The Security Council debate does raise issues better addressed within the competency of other parts of the UN system. WHO is the lead on global health and the Covid-19 response, and in recognition of this, the Government quadrupled funding to the World Health Organisation (WHO) in 2020.
Vaccine supply constraints remain an issue, particularly for low-income countries. These countries also need support in other aspects of Covid-19 response such as access to PPE, as well as strengthening of their health systems to respond to this and other disease threats. In response , the Irish Aid allocation to global health will increase to at least €50 million in 2021, at least 9% of my Department's budget for Official Development Assistance. This funding will include a contribution to the vaccine response as well as funding of long-standing global health partners.

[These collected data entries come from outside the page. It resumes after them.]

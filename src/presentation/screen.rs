use crate::{
    domain::EntryId,
    settings::Preferences,
    state::{BasicInfoPanel, DetailPanel, ListModel, Pagination, RenderSink},
};

/// What the list area currently shows.
#[derive(Debug, Clone, Default, PartialEq, Eq)]
pub enum ListArea {
    #[default]
    Loading,
    Failed(String),
    Items(ListModel),
}

/// Latest state pushed by the controller; `draw` paints it as-is.
#[derive(Debug, Clone, Default)]
pub struct Screen {
    pub list: ListArea,
    pub pagination: Option<Pagination>,
    pub selected: Option<EntryId>,
    pub basic_info: Option<BasicInfoPanel>,
    pub detail: Option<DetailPanel>,
    pub dark_mode: bool,
    pub preferences: Preferences,
}

impl Screen {
    pub fn new() -> Self {
        Self::default()
    }

    pub fn item_count(&self) -> usize {
        match &self.list {
            ListArea::Items(list) => list.items.len(),
            ListArea::Loading | ListArea::Failed(_) => 0,
        }
    }

    /// Position of the selected item among the rendered ones.
    pub fn selected_index(&self) -> Option<usize> {
        let ListArea::Items(list) = &self.list else {
            return None;
        };
        let selected = self.selected?;
        list.items.iter().position(|item| item.id == selected)
    }
}

impl RenderSink for Screen {
    fn render_loading(&mut self) {
        self.list = ListArea::Loading;
    }

    fn render_load_failure(&mut self, message: &str) {
        self.list = ListArea::Failed(message.to_string());
    }

    fn render_list(&mut self, list: ListModel) {
        self.list = ListArea::Items(list);
    }

    fn render_pagination(&mut self, pagination: Pagination) {
        self.pagination = Some(pagination);
    }

    fn render_selection(&mut self, selected: Option<EntryId>) {
        self.selected = selected;
    }

    fn render_basic_info(&mut self, panel: BasicInfoPanel) {
        self.basic_info = Some(panel);
    }

    fn render_detail(&mut self, panel: DetailPanel) {
        self.detail = Some(panel);
    }

    fn render_theme(&mut self, dark_mode: bool) {
        self.dark_mode = dark_mode;
    }

    fn render_settings(&mut self, preferences: Preferences) {
        self.preferences = preferences;
    }
}
use std::{fmt, num::NonZeroUsize, path::PathBuf};

use directories::ProjectDirs;

use crate::state::{Toggle, ViewMode};

use super::{MemorySettings, SettingsStore};

pub const VIEW_MODE_KEY: &str = "view-mode";
pub const ITEMS_PER_PAGE_KEY: &str = "items-per-page";
pub const DARK_MODE_KEY: &str = "dark-mode";
pub const IMAGE_MODE_KEY: &str = "image-mode";
pub const THICK_BORDER_KEY: &str = "thick-border-mode";

pub const DEFAULT_ITEMS_PER_PAGE: NonZeroUsize = match NonZeroUsize::new(8) {
    Some(value) => value,
    None => panic!("default page size must be positive"),
};

const ENABLED: &str = "enabled";
const DISABLED: &str = "disabled";

/// Snapshot of every persisted display preference.
#[derive(Debug, Clone, Copy, PartialEq, Eq)]
pub struct Preferences {
    pub view_mode: ViewMode,
    pub items_per_page: NonZeroUsize,
    pub dark_mode: bool,
    pub image_mode: bool,
    pub thick_border: bool,
}

impl Default for Preferences {
    fn default() -> Self {
        Self {
            view_mode: ViewMode::Card,
            items_per_page: DEFAULT_ITEMS_PER_PAGE,
            dark_mode: false,
            image_mode: false,
            thick_border: false,
        }
    }
}

impl Preferences {
    pub fn toggle(&self, toggle: Toggle) -> bool {
        match toggle {
            Toggle::DarkMode => self.dark_mode,
            Toggle::ImageMode => self.image_mode,
            Toggle::ThickBorder => self.thick_border,
        }
    }
}

/// Typed access to the settings store. Absent or unparsable values read as
/// their defaults; failed writes are logged and otherwise ignored.
pub struct Settings {
    store: Box<dyn SettingsStore>,
}

impl fmt::Debug for Settings {
    fn fmt(&self, f: &mut fmt::Formatter<'_>) -> fmt::Result {
        f.debug_struct("Settings").finish_non_exhaustive()
    }
}

impl Default for Settings {
    fn default() -> Self {
        Self::new(MemorySettings::new())
    }
}

impl Settings {
    pub fn new(store: impl SettingsStore + 'static) -> Self {
        Self {
            store: Box::new(store),
        }
    }

    pub fn from_boxed(store: Box<dyn SettingsStore>) -> Self {
        Self { store }
    }

    pub fn store(&self) -> &dyn SettingsStore {
        self.store.as_ref()
    }

    pub fn load(&self) -> Preferences {
        Preferences {
            view_mode: self.view_mode(),
            items_per_page: self.items_per_page(),
            dark_mode: self.toggle(Toggle::DarkMode),
            image_mode: self.toggle(Toggle::ImageMode),
            thick_border: self.toggle(Toggle::ThickBorder),
        }
    }

    pub fn view_mode(&self) -> ViewMode {
        self.store
            .get(VIEW_MODE_KEY)
            .and_then(|raw| ViewMode::parse(&raw))
            .unwrap_or_default()
    }

    pub fn items_per_page(&self) -> NonZeroUsize {
        self.store
            .get(ITEMS_PER_PAGE_KEY)
            .and_then(|raw| raw.trim().parse::<NonZeroUsize>().ok())
            .unwrap_or(DEFAULT_ITEMS_PER_PAGE)
    }

    pub fn toggle(&self, toggle: Toggle) -> bool {
        self.store.get(toggle_key(toggle)).as_deref() == Some(ENABLED)
    }

    pub fn set_view_mode(&mut self, mode: ViewMode) {
        self.write(VIEW_MODE_KEY, mode.as_str());
    }

    pub fn set_items_per_page(&mut self, items: NonZeroUsize) {
        self.write(ITEMS_PER_PAGE_KEY, &items.to_string());
    }

    pub fn set_toggle(&mut self, toggle: Toggle, enabled: bool) {
        self.write(toggle_key(toggle), if enabled { ENABLED } else { DISABLED });
    }

    fn write(&mut self, key: &str, value: &str) {
        if let Err(err) = self.store.set(key, value) {
            tracing::warn!(key, value, "failed to persist setting: {err}");
        }
    }
}

fn toggle_key(toggle: Toggle) -> &'static str {
    match toggle {
        Toggle::DarkMode => DARK_MODE_KEY,
        Toggle::ImageMode => IMAGE_MODE_KEY,
        Toggle::ThickBorder => THICK_BORDER_KEY,
    }
}

/// Platform config location for the settings file.
pub fn default_settings_path() -> Option<PathBuf> {
    ProjectDirs::from("", "", "bestiary").map(|dirs| dirs.config_dir().join("settings.json"))
}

Ireland has welcomed the COVID-19 Technology Access Pool (C-TAP). The Government shares the objectives for the initiative to achieve a common outcome in public health for the benefit of all. The C-TAP proposal touches on the work of a number of Government Departments and other stakeholders. My Department is consulting with relevant stakeholders with a view to considering practical engagement.
Ireland is fully supportive of efforts by the international community, including as an EU Member State, to ensure fair and equitable access to vaccines for all.